Alexander Osangs erster Roman "Die Nachrichten" wurde verfilmt und mit zahlreichen Preisen, darunter dem Grimme-Preis, ausgezeichnet. Im S. Fischer Verlag und Fischer Taschenbuch Verlag liegen darüber hinaus der Roman "Königstorkinder", die Reportagenbände "Im nächsten Leben" und "Neunundachtzig" sowie die Glossensammlung "Berlin - New York" von ihm vor.
"Aufruhr in den Augen." Welcher Titel als der des gleichnamigen Albums (1988) der Rockgruppe Pankow könnte in Gedanken besser herhalten für die Geschichte der Ostberliner Band Die Steine, die Alexander Osang in seinem neuesten Roman "Comeback" aufgeschrieben hat? Die Berliner Band Pankow ließ den Autor, Jahrgang 1962, ein paar Monate an ihrem Tourneealltag teilhaben und auch sie wurden Anfang der 1980er Jahre gegründet (1981).
Silly ließen Osang auf gleiche Weise, noch dazu in schwieriger Zeit, »in die Seele einer Rockband« schauen und hätten später bewiesen, dass ein Comeback möglich ist.
»Dieses Buch erzählt weder die Geschichte von Silly noch die von Pankow. Aber es wäre ohne diese beiden Bands nicht möglich gewesen«, lässt uns der Romanautor in einem Nachwort wissen, der damit, ob beabsichtigt oder nicht, ein weiteres Wendebuch, 25 Jahre nach dem Fall der Mauer beisteuert, angesiedelt in der Welt der Rockmusik, die die Biographien der fünf Protagonisten damit in einem besonderen und für Romane sicherlich nicht ganz alltäglichen Licht erscheinen lässt. Am Rande ist es auch eine deutsch-deutsche Geschichte, gibt es mit der Wahlhamburgerin Carola Jürgensen eine Journalistin vom bekannten Nachrichtenmagazin Stern, die Die Steine aus ihrer Berliner Zeit sehr gut kennt und die die komplette Abschiedstournee im November 2012 vom Start in Jena bis zum Finale in Berlin erlebt, um in Kenntnis der intimsten Banddetails keine Zeile mehr davon zu berichten, wohl zu sehr ist sie vom endgültigen, trostlosen Abschied der Rockrebellen und der Nähe zu den Hauptakteuren aufgewühlt. Die größtenteils fiktive Geschichte überlässt es dem Urteil des Lesers, warum Carola Jürgensen keine Zeile über das Ende der Steine verfasst - von einem kurzen Interview mit der Sängerin Nora einmal abgesehen.

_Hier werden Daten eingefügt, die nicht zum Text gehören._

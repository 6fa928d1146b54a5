//! Auxiliary functions.

use crate::defs::RoundingMode;
use lazy_static::lazy_static;
use num_bigint::BigUint;
use num_integer::Integer;
use num_traits::One;
use num_traits::Pow;
use num_traits::Zero;
use std::cmp::Ordering;

/// log10(2)
pub const LOG10_2: f64 = std::f64::consts::LOG10_2;

// powers of ten below this one are kept precomputed.
const POW10_CACHED: usize = 128;

lazy_static! {
    static ref POW10: Vec<BigUint> = {
        let mut v = Vec::with_capacity(POW10_CACHED);
        let mut n = BigUint::one();
        for _ in 0..POW10_CACHED {
            v.push(n.clone());
            n *= 10u32;
        }
        v
    };
}

/// Returns 10 to the power of `k`.
pub fn pow10(k: usize) -> BigUint {
    if k < POW10_CACHED {
        POW10[k].clone()
    } else {
        Pow::pow(BigUint::from(10u32), k)
    }
}

/// Number of decimal digits in `n`. Zero has one digit.
pub fn digit_count(n: &BigUint) -> usize {
    let bits = n.bits();
    if bits <= 1 {
        return 1;
    }

    // lower estimate of floor(log10(n)) + 1, corrected upward.
    let mut d = ((bits - 1) as f64 * LOG10_2) as usize;
    d = d.saturating_sub(1).max(1);
    while *n >= pow10(d) {
        d += 1;
    }
    d
}

/// Removes trailing decimal zeroes of `n`, and returns the number of zeroes removed.
pub fn strip_zeroes(n: &BigUint) -> (BigUint, usize) {
    if n.is_zero() {
        return (BigUint::zero(), 0);
    }

    let mut cnt = 0;
    let mut m = n.clone();

    // strip in large chunks first.
    let mut step = 16;
    while step > 0 {
        let div = pow10(step);
        loop {
            let (q, r) = m.div_rem(&div);
            if r.is_zero() {
                m = q;
                cnt += step;
            } else {
                break;
            }
        }
        step >>= 2;
    }

    (m, cnt)
}

/// Decides whether the truncated value `q` must be incremented in absolute value,
/// given the discarded part `rem` and the half of the unit of the discarded part `half`.
/// `neg` is true for negative numbers.
pub fn round_increment(q: &BigUint, rem: &BigUint, half: &BigUint, neg: bool, rm: RoundingMode) -> bool {
    match rem.cmp(half) {
        Ordering::Less => false,
        Ordering::Greater => true,
        Ordering::Equal => match rm {
            RoundingMode::Up => !neg,
            RoundingMode::Down => neg,
            RoundingMode::ToZero => false,
            RoundingMode::FromZero => true,
            RoundingMode::ToEven => q.is_odd(),
            RoundingMode::ToOdd => q.is_even(),
        },
    }
}

/// integer logarithm base 2 of a number.
pub fn log2_ceil(mut n: usize) -> usize {
    let mut ret = 0;
    let mut sticky = 0;
    while n > 1 {
        if n & 1 != 0 {
            sticky = 1;
        }
        ret += 1;
        n >>= 1;
    }
    ret + sticky
}

/// Number of decimal digits in `n`.
pub fn digits_u64(mut n: u64) -> usize {
    let mut ret = 1;
    while n >= 10 {
        n /= 10;
        ret += 1;
    }
    ret
}

#[cfg(test)]
mod tests {

    use super::*;

    #[test]
    fn test_digit_count() {
        assert_eq!(digit_count(&BigUint::zero()), 1);
        assert_eq!(digit_count(&BigUint::from(9u32)), 1);
        assert_eq!(digit_count(&BigUint::from(10u32)), 2);
        assert_eq!(digit_count(&BigUint::from(99u32)), 2);
        assert_eq!(digit_count(&BigUint::from(u64::MAX)), 20);
        for k in [1, 17, 100, 127, 128, 129, 500, 1000] {
            let n = pow10(k);
            assert_eq!(digit_count(&n), k + 1);
            assert_eq!(digit_count(&(n - 1u32)), k);
        }
        assert_eq!(digits_u64(0), 1);
        assert_eq!(digits_u64(999_999_999), 9);
        assert_eq!(digits_u64(u64::MAX), 20);
    }

    #[test]
    fn test_strip_zeroes() {
        let (m, n) = strip_zeroes(&BigUint::from(1200u32));
        assert_eq!(m, BigUint::from(12u32));
        assert_eq!(n, 2);

        let (m, n) = strip_zeroes(&(pow10(253) * 7u32));
        assert_eq!(m, BigUint::from(7u32));
        assert_eq!(n, 253);

        let (m, n) = strip_zeroes(&BigUint::from(7u32));
        assert_eq!(m, BigUint::from(7u32));
        assert_eq!(n, 0);
    }

    #[test]
    fn test_round_increment() {
        let half = BigUint::from(5u32);
        let q_even = BigUint::from(2u32);
        let q_odd = BigUint::from(3u32);
        assert!(!round_increment(&q_even, &BigUint::from(4u32), &half, false, RoundingMode::FromZero));
        assert!(round_increment(&q_even, &BigUint::from(6u32), &half, false, RoundingMode::ToZero));
        assert!(round_increment(&q_even, &half, &half, false, RoundingMode::FromZero));
        assert!(!round_increment(&q_even, &half, &half, false, RoundingMode::ToZero));
        assert!(!round_increment(&q_even, &half, &half, false, RoundingMode::ToEven));
        assert!(round_increment(&q_odd, &half, &half, false, RoundingMode::ToEven));
        assert!(round_increment(&q_even, &half, &half, false, RoundingMode::ToOdd));
        assert!(round_increment(&q_even, &half, &half, false, RoundingMode::Up));
        assert!(!round_increment(&q_even, &half, &half, true, RoundingMode::Up));
        assert!(round_increment(&q_even, &half, &half, true, RoundingMode::Down));
        assert_eq!(log2_ceil(1), 0);
        assert_eq!(log2_ceil(8), 3);
        assert_eq!(log2_ceil(9), 4);
    }
}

Die Sterne- das sind Gitarrist Alex, Bassist Paul, Keyboarder Vonnie, Schlagzeuger Axel und die charismatische Sängerin Nora. Zusammen verkörpern sie eine ostdeutsche Rockband aus den 80ern zwischen Protest und Anpassung. Kurze Zeit später folgt die deutsch-deutsche Vereinigung. Bedeutet dies auch einen erfolgreichen Neuanfang als Band in der Zeit danach?

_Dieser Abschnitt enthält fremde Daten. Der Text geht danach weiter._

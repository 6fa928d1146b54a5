//! Square root.

use crate::common::consts::HALF;
use crate::common::consts::ONE;
use crate::common::consts::THREE_HALVES;
use crate::common::util::log2_ceil;
use crate::ctx::Context;
use crate::defs::Error;
use crate::num::DecNumber;
use crate::ops::GUARD;
use num_bigint::BigUint;
use num_traits::ToPrimitive;

impl DecNumber {
    /// Computes the square root of a number. The result is rounded according to the context.
    ///
    /// ## Errors
    ///
    ///  - InvalidArgument: the argument is negative.
    pub fn sqrt(&self, ctx: &Context) -> Result<Self, Error> {
        if self.is_negative() {
            return Err(Error::InvalidArgument);
        }

        if self.is_zero() {
            return Ok(Self::new());
        }

        let wrk = ctx.inc(GUARD);

        // x = s * 10^(2h), 1 <= s < 100, so intermediate values stay in the exponent range.
        let h = self.magnitude().div_euclid(2);
        let s = self.scale(-2 * h);

        let half = s.mul(&HALF, &wrk)?;

        // reciprocal square root: g = g * (1.5 - 0.5 * s * g^2)
        let mut guess = s.rsqrt_seed(&wrk)?;
        let max_iter = (log2_ceil(wrk.precision()) as f64 * std::f64::consts::LOG2_10) as usize + 4;
        let mut i = 0;
        while i < max_iter {
            let t0 = guess.mul(&guess, &wrk)?;
            let t1 = half.mul(&t0, &wrk)?;
            let t2 = THREE_HALVES.sub(&t1, &wrk)?;
            let new_guess = guess.mul(&t2, &wrk)?;

            if new_guess == guess {
                break;
            }

            guess = new_guess;
            i += 1;
        }

        tracing::debug!(iterations = i, p = ctx.precision(), "sqrt");

        ONE.div(&guess, &wrk)?.scale(h).round(ctx)
    }

    // Reciprocal of the square root estimated from the most significant 60 bits of the coefficient.
    fn rsqrt_seed(&self, wrk: &Context) -> Result<Self, Error> {
        let (m, e) = self.to_raw_parts();
        let m = m.magnitude();

        // even shift, so the square root of 2^shift is an integer power of 2.
        let shift = (m.bits().saturating_sub(60) & !1) as usize;
        let approx = (m >> shift).to_f64().unwrap_or(f64::MAX);

        // sqrt(m * 10^e) = sqrt(approx) * 2^(shift/2) * 10^floor(e/2) * sqrt(10)^(e mod 2)
        let mut guess = Self::from_f64(approx.sqrt())?.scale(e.div_euclid(2));
        if shift > 0 {
            let pow2 = Self::from_biguint(BigUint::from(1u32) << (shift / 2));
            guess = guess.mul(&pow2, wrk)?;
        }
        if e.rem_euclid(2) != 0 {
            guess = guess.mul(&Self::from_f64(std::f64::consts::SQRT_2 * 2.23606797749979)?, wrk)?;
        }

        ONE.div(&guess, wrk)
    }
}
//! Parser parses numbers represented in plain or scientific decimal format, infinities, and NaN.

use crate::defs::Exponent;
use crate::defs::Sign;
use crate::defs::EXPONENT_MAX;
use std::str::Chars;

pub struct ParserState<'a> {
    chars: Chars<'a>,
    cur_ch: Option<char>,
    sign: Sign,
    mantissa: String,
    e: Exponent,
    inf: bool,
    nan: bool,
    valid: bool,
}

impl<'a> ParserState<'a> {
    fn new(s: &'a str) -> Self {
        ParserState {
            chars: s.chars(),
            cur_ch: None,
            sign: Sign::Pos,
            mantissa: String::new(),
            e: 0,
            inf: false,
            nan: false,
            valid: false,
        }
    }

    /// Returns next character of a string in lower case,
    /// or None if string end reached.
    fn next_char(&mut self) -> Option<char> {
        self.cur_ch = self.chars.next().map(|c| c.to_ascii_lowercase());
        self.cur_ch
    }

    fn cur_char(&self) -> Option<char> {
        self.cur_ch
    }

    pub fn is_valid(&self) -> bool {
        self.valid
    }

    pub fn is_inf(&self) -> bool {
        self.inf
    }

    pub fn is_nan(&self) -> bool {
        self.nan
    }

    pub fn sign(&self) -> Sign {
        self.sign
    }

    /// Returns the significant digits, the sign, and the exponent `e` of the number `0.digits * 10^e`.
    pub fn raw_parts(&self) -> (&str, Sign, Exponent) {
        (&self.mantissa, self.sign, self.e)
    }
}

/// Parses a number. The whole string must be consumed for the result to be valid.
pub fn parse(s: &str) -> ParserState {
    let mut parser_state = ParserState::new(s);
    let mut ch = parser_state.next_char();

    // sign
    if let Some(c) = ch {
        match c {
            '+' => ch = parser_state.next_char(),
            '-' => {
                parser_state.sign = Sign::Neg;
                ch = parser_state.next_char()
            }
            _ => {}
        };
    }

    if let Some(c) = ch {
        match c {
            'i' => parse_inf(&mut parser_state),
            'n' => parse_nan(&mut parser_state),
            '.' | '0'..='9' => parse_num(&mut parser_state),
            _ => {}
        };
    }

    // trailing characters
    if parser_state.cur_char().is_some() {
        parser_state.valid = false;
    }

    parser_state
}

fn parse_word(parser_state: &mut ParserState, rest: &str) -> bool {
    rest.chars().all(|c| parser_state.next_char() == Some(c))
}

// inf, infinity
fn parse_inf(parser_state: &mut ParserState) {
    if parse_word(parser_state, "nf") {
        match parser_state.next_char() {
            None => parser_state.valid = true,
            Some('i') => {
                if parse_word(parser_state, "nity") {
                    parser_state.next_char();
                    parser_state.valid = true;
                }
            }
            _ => {}
        }
    }
    parser_state.inf = parser_state.valid;
}

fn parse_nan(parser_state: &mut ParserState) {
    if parse_word(parser_state, "an") {
        parser_state.next_char();
        parser_state.valid = true;
        parser_state.nan = true;
    }
}

fn parse_num(parser_state: &mut ParserState) {
    let (int_len, skip_cnt1) = parse_digits(parser_state, true, true);
    if Some('.') == parser_state.cur_char() {
        parser_state.next_char();
    }
    let (frac_len, skip_cnt2) = parse_digits(parser_state, int_len == 0, false);
    if frac_len > 0 || int_len > 0 {
        parser_state.valid = true;
        if Some('e') == parser_state.cur_char() {
            parser_state.next_char();
            parse_exp(parser_state);
        }
        if int_len != 0 {
            parser_state.e += int_len as Exponent;
        } else {
            parser_state.e -= skip_cnt2 as Exponent;
        }
    } else if skip_cnt1 > 0 || skip_cnt2 > 0 {
        // just zeroes
        parser_state.valid = true;
        if Some('e') == parser_state.cur_char() {
            parser_state.next_char();
            parse_exp(parser_state);
        }
        parser_state.e = 0;
    }
}

fn parse_digits(parser_state: &mut ParserState, skip_zeroes: bool, int: bool) -> (usize, usize) {
    let mut ch = parser_state.cur_char();
    let mut len = 0;
    let mut skip_cnt = 0;
    if skip_zeroes {
        // skip leading zeroes
        while let Some('0') = ch {
            skip_cnt += 1;
            if !int {
                len += 1; // for fractional part count length
            }
            ch = parser_state.next_char();
        }
    }
    while let Some(c) = ch {
        if c.is_ascii_digit() {
            parser_state.mantissa.push(c);
            len += 1;
        } else {
            break;
        }
        ch = parser_state.next_char();
    }
    if skip_cnt == len {
        // just zeroes
        len = 0;
    }
    (len, skip_cnt)
}

fn parse_exp(parser_state: &mut ParserState) {
    let mut neg = false;
    let mut ch = parser_state.cur_char();
    if let Some(c) = ch {
        match c {
            '+' => {
                ch = parser_state.next_char();
            }
            '-' => {
                neg = true;
                ch = parser_state.next_char();
            }
            _ => {}
        };
    }
    let mut e: Exponent = 0;
    while let Some(c) = ch {
        if let Some(d) = c.to_digit(10) {
            // saturate far outside of the exponent range
            if e < EXPONENT_MAX * 10 {
                e = e * 10 + d as Exponent;
            }
        } else {
            break;
        }
        ch = parser_state.next_char();
    }
    parser_state.e = if neg { -e } else { e };
}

Unterschiedlich haben sich die Charaktere seitdem entwickelt, Nora versuchte es sogar eine kurze Zeit in New York - um nachzudenken, nicht um musikalisch neu anzufangen. Doch es bleibt ihr eine fremde Welt.

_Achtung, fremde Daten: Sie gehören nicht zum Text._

//! Arctangent.

use crate::common::consts::NINETY;
use crate::common::consts::ONE;
use crate::ctx::Context;
use crate::defs::Error;
use crate::defs::Exponent;
use crate::num::DecNumber;
use crate::ops::consts::CONSTS;
use crate::ops::newton::newton_solve;
use crate::ops::newton::sample_gradient;
use crate::ops::GUARD;

/// Relative spacing of the points for the gradient estimate.
const ATAN_GRADIENT_SPACING: f64 = 1e-4;

/// Minimum absolute spacing of the points for the gradient estimate.
const ATAN_GRADIENT_MIN_SPACING: f64 = 1e-38;

impl DecNumber {
    /// Computes the arctangent of a number. The result is in degrees, and is rounded according to the context.
    ///
    /// ## Errors
    ///
    ///  - ExponentOverflow: the result is too small number.
    pub fn atan(&self, ctx: &Context) -> Result<Self, Error> {
        if self.is_zero() {
            return Ok(Self::new());
        }

        // atan(x) = 90 - atan(1/x), and 1/x in degrees is below the last digit of 90.
        if self.magnitude() > ctx.precision() as Exponent + 2 {
            let r = NINETY.round(ctx)?;
            return Ok(if self.is_negative() { r.neg() } else { r });
        }

        let wrk = ctx.inc(GUARD);
        let r = self.atan_rad(&wrk)?;

        r.mul(&CONSTS.rad2deg(&wrk)?, ctx)
    }

    /// Arctangent in radians.
    pub(crate) fn atan_rad(&self, wrk: &Context) -> Result<Self, Error> {
        if self.is_zero() {
            return Ok(Self::new());
        }

        // atan(x) = x - x^3/3 + ...
        if self.is_first_order(wrk.precision()) {
            return self.round(wrk);
        }

        if self.magnitude() > wrk.precision() as Exponent + 1 {
            let ret = CONSTS.half_pi(wrk)?;
            return Ok(if self.is_negative() { ret.neg() } else { ret });
        }

        if self.abs_cmp(&ONE) > 0 {
            // atan(x) = pi/2 - atan(1/x)
            let inv = ONE.div(&self.abs(), wrk)?;
            let ret = CONSTS.half_pi(wrk)?.sub(&inv.atan_rad(wrk)?, wrk)?;
            return Ok(if self.is_negative() { ret.neg() } else { ret });
        }

        let y = self.to_f64();
        let h = (y.abs() * ATAN_GRADIENT_SPACING).max(ATAN_GRADIENT_MIN_SPACING);
        let seed = Self::from_f64(y.atan())?;
        let gradient = sample_gradient(f64::atan, y - h, y + h)?;

        newton_solve("atan", |g, c| g.tan_rad(c), self, seed, &gradient, wrk)
    }
}
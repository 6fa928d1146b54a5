//! Calculator operators and functions.

use crate::ctx::Context;
use crate::defs::Error;
use crate::ext::BigDec;
use crate::worker::Controller;
use core::fmt::Display;
use core::fmt::Formatter;
use std::str::FromStr;

/// Binary operator.
#[derive(Debug, Clone, Copy, PartialEq, Eq, Hash)]
pub enum Operator {
    Add,
    Sub,
    Mul,
    Div,

    /// Remainder of the truncated division.
    Rem,

    /// `x` to the power of `y`.
    Pow,

    /// Root of degree `y` of `x`.
    Root,
}

/// Unary function.
#[derive(Debug, Clone, Copy, PartialEq, Eq, Hash)]
pub enum Function {
    Sqrt,
    Sin,
    Asin,
    Sinh,
    Asinh,
    Cos,
    Acos,
    Cosh,
    Acosh,
    Tan,
    Atan,
    Tanh,
    Atanh,
    Collatz,
    Prime,
    Log10,
    Exp,
    Ln,
    Factorial,
    Recip,

    /// Random number in the range [0, 1). The argument is ignored.
    #[cfg(feature = "random")]
    Rand,
}

impl Operator {
    /// All operators.
    pub const ALL: [Operator; 7] = [
        Operator::Add,
        Operator::Sub,
        Operator::Mul,
        Operator::Div,
        Operator::Rem,
        Operator::Pow,
        Operator::Root,
    ];

    /// Returns the symbol of the operator.
    pub fn symbol(&self) -> &'static str {
        match self {
            Operator::Add => "+",
            Operator::Sub => "-",
            Operator::Mul => "*",
            Operator::Div => "/",
            Operator::Rem => "%",
            Operator::Pow => "^",
            Operator::Root => "^1/",
        }
    }

    /// Applies the operator to `a` and `b`.
    pub fn apply(&self, a: &BigDec, b: &BigDec, ctx: &Context) -> BigDec {
        match self {
            Operator::Add => a.add(b, ctx),
            Operator::Sub => a.sub(b, ctx),
            Operator::Mul => a.mul(b, ctx),
            Operator::Div => a.div(b, ctx),
            Operator::Rem => a.rem(b, ctx),
            Operator::Pow => a.pow(b, ctx),
            Operator::Root => a.root(b, ctx),
        }
    }
}

impl FromStr for Operator {
    type Err = Error;

    /// Parses an operator symbol.
    ///
    /// ## Errors
    ///
    ///  - InvalidArgument: unknown symbol.
    fn from_str(s: &str) -> Result<Self, Self::Err> {
        Ok(match s {
            "+" => Operator::Add,
            "-" => Operator::Sub,
            "*" => Operator::Mul,
            "/" => Operator::Div,
            "%" => Operator::Rem,
            "^" | "x^y" => Operator::Pow,
            "^1/" | "y√x" => Operator::Root,
            _ => return Err(Error::InvalidArgument),
        })
    }
}

impl Display for Operator {
    fn fmt(&self, f: &mut Formatter<'_>) -> core::fmt::Result {
        f.write_str(self.symbol())
    }
}

impl Function {
    /// All functions.
    pub fn all() -> Vec<Function> {
        #[allow(unused_mut)]
        let mut ret = vec![
            Function::Sqrt,
            Function::Sin,
            Function::Asin,
            Function::Sinh,
            Function::Asinh,
            Function::Cos,
            Function::Acos,
            Function::Cosh,
            Function::Acosh,
            Function::Tan,
            Function::Atan,
            Function::Tanh,
            Function::Atanh,
            Function::Collatz,
            Function::Prime,
            Function::Log10,
            Function::Exp,
            Function::Ln,
            Function::Factorial,
            Function::Recip,
        ];

        #[cfg(feature = "random")]
        ret.push(Function::Rand);

        ret
    }

    /// Returns the symbol of the function.
    pub fn symbol(&self) -> &'static str {
        match self {
            Function::Sqrt => "sqrt",
            Function::Sin => "sin",
            Function::Asin => "asin",
            Function::Sinh => "sinh",
            Function::Asinh => "asinh",
            Function::Cos => "cos",
            Function::Acos => "acos",
            Function::Cosh => "cosh",
            Function::Acosh => "acosh",
            Function::Tan => "tan",
            Function::Atan => "atan",
            Function::Tanh => "tanh",
            Function::Atanh => "atanh",
            Function::Collatz => "3n+1",
            Function::Prime => "prime",
            Function::Log10 => "log10",
            Function::Exp => "exp",
            Function::Ln => "ln",
            Function::Factorial => "n!",
            Function::Recip => "1/x",
            #[cfg(feature = "random")]
            Function::Rand => "rand",
        }
    }

    /// Returns true if the function runs through the controller and can be stopped.
    pub fn is_long(&self) -> bool {
        matches!(self, Function::Collatz | Function::Prime | Function::Factorial)
    }

    /// Applies the function to `x`. Long computations are driven by `ctl`.
    pub fn apply(&self, x: &BigDec, ctx: &Context, ctl: &Controller) -> BigDec {
        match self {
            Function::Sqrt => x.sqrt(ctx),
            Function::Sin => x.sin(ctx),
            Function::Asin => x.asin(ctx),
            Function::Sinh => x.sinh(ctx),
            Function::Asinh => x.asinh(ctx),
            Function::Cos => x.cos(ctx),
            Function::Acos => x.acos(ctx),
            Function::Cosh => x.cosh(ctx),
            Function::Acosh => x.acosh(ctx),
            Function::Tan => x.tan(ctx),
            Function::Atan => x.atan(ctx),
            Function::Tanh => x.tanh(ctx),
            Function::Atanh => x.atanh(ctx),
            Function::Collatz => x.collatz(ctl),
            Function::Prime => x.is_prime(ctx, ctl),
            Function::Log10 => x.log10(ctx),
            Function::Exp => x.exp(ctx),
            Function::Ln => x.ln(ctx),
            Function::Factorial => x.factorial(ctx, ctl),
            Function::Recip => x.recip(ctx),
            #[cfg(feature = "random")]
            Function::Rand => BigDec::random(ctx),
        }
    }
}

impl FromStr for Function {
    type Err = Error;

    /// Parses a function symbol.
    ///
    /// ## Errors
    ///
    ///  - InvalidArgument: unknown symbol.
    fn from_str(s: &str) -> Result<Self, Self::Err> {
        Function::all()
            .into_iter()
            .find(|f| f.symbol() == s)
            .ok_or(Error::InvalidArgument)
    }
}

impl Display for Function {
    fn fmt(&self, f: &mut Formatter<'_>) -> core::fmt::Result {
        f.write_str(self.symbol())
    }
}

Das Buch beschreibt in einzelnen Kapiteln die gegensätzlichen Charaktere der Protagonisten - dies zu unterschiedlichen Zeiten, aus der Perspektive der späten Achtziger bis zur Comebacktournee 2012. Somit läuft praktisch ein Film ab, der die Zeit von mehr als zwei Jahrzehnten abbildet. Zeit, die auch Gesellschaftspolitik widerspiegelt, wie der Gitarrist Alex zeigt, der für die Staatssicherheit, den ostdeutschen Geheimdienst, tätig war und sich nach Bekanntwerden den Bandmitgliedern erklären muss. Es sind offene Bekenntnisse und sehr private Einblicke, die die Musiker preisgeben. Und wie wir nach der Lektüre wissen, schwingt überall ein Hauch Pankow und Silly mit, zwei Bands mit unterschiedlichen Biographien und vor allem unterschiedlichen Erfolgsgeschichten bis anno 2015.
"Comeback" beschreibt die Melancholie, aber auch eine Portion Gleichgültigkeit, mit der Rockmusiker ihren Alltag sehen und auf ihre Weise meistern. Das Buch ist unterhaltsam und spannend zugleich und dem leseinteressierten Musikfan wärmstens zu empfehlen.